WHAT YOU HAVE TO DO →
Scan the material that follows. Copy every line containing the word "diesel".

GIVEN RECORDS →
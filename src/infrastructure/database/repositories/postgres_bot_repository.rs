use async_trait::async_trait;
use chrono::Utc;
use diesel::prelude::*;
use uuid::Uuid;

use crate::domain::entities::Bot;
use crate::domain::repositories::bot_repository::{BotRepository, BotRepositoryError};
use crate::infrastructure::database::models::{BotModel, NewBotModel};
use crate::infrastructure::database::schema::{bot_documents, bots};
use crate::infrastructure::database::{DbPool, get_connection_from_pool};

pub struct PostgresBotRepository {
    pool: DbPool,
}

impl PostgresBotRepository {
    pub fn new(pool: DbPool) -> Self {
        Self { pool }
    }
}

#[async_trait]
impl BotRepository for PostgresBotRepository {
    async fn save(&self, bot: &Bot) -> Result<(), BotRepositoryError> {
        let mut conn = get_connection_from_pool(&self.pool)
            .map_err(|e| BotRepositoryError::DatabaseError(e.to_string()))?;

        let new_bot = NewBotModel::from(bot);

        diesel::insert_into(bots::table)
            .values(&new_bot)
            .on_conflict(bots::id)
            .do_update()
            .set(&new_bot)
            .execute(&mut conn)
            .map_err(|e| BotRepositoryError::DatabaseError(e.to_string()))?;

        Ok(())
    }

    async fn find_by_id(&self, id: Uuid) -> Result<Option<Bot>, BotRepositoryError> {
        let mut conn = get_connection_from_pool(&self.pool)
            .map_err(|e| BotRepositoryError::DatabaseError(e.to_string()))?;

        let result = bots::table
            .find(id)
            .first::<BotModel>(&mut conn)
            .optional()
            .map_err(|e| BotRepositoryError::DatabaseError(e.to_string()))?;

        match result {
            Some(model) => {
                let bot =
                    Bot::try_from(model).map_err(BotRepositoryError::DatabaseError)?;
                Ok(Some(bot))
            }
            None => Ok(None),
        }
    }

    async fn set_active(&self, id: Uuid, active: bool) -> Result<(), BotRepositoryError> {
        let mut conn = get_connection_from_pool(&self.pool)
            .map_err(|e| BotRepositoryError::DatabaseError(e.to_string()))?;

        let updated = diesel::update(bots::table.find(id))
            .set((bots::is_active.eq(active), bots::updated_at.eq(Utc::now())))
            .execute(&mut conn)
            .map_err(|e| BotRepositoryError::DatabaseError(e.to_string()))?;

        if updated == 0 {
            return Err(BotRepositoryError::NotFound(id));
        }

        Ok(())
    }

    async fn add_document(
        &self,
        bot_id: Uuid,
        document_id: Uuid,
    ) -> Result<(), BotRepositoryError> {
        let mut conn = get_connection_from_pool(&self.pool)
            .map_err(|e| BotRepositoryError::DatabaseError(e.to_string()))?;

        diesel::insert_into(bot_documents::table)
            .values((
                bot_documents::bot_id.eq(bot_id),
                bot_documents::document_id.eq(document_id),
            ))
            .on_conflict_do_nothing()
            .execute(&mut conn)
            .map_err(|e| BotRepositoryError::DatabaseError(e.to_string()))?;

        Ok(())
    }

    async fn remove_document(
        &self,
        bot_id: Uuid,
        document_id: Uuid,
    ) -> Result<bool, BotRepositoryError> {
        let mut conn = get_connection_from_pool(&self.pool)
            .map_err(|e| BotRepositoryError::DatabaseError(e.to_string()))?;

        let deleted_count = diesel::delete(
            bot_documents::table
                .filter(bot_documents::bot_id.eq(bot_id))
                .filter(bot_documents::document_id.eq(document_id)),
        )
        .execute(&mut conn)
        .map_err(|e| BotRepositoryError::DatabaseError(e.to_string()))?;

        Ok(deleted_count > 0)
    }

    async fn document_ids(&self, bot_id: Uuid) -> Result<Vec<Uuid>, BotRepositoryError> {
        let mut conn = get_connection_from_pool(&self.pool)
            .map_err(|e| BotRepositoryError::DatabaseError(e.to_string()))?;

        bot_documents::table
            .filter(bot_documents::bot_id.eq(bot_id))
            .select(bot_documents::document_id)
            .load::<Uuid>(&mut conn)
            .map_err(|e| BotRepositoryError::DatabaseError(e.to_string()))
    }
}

SOLUTION TO THIS PROBLEM →
use diesel::prelude::*;
        diesel::insert_into(bots::table)
        let updated = diesel::update(bots::table.find(id))
        diesel::insert_into(bot_documents::table)
        let deleted_count = diesel::delete(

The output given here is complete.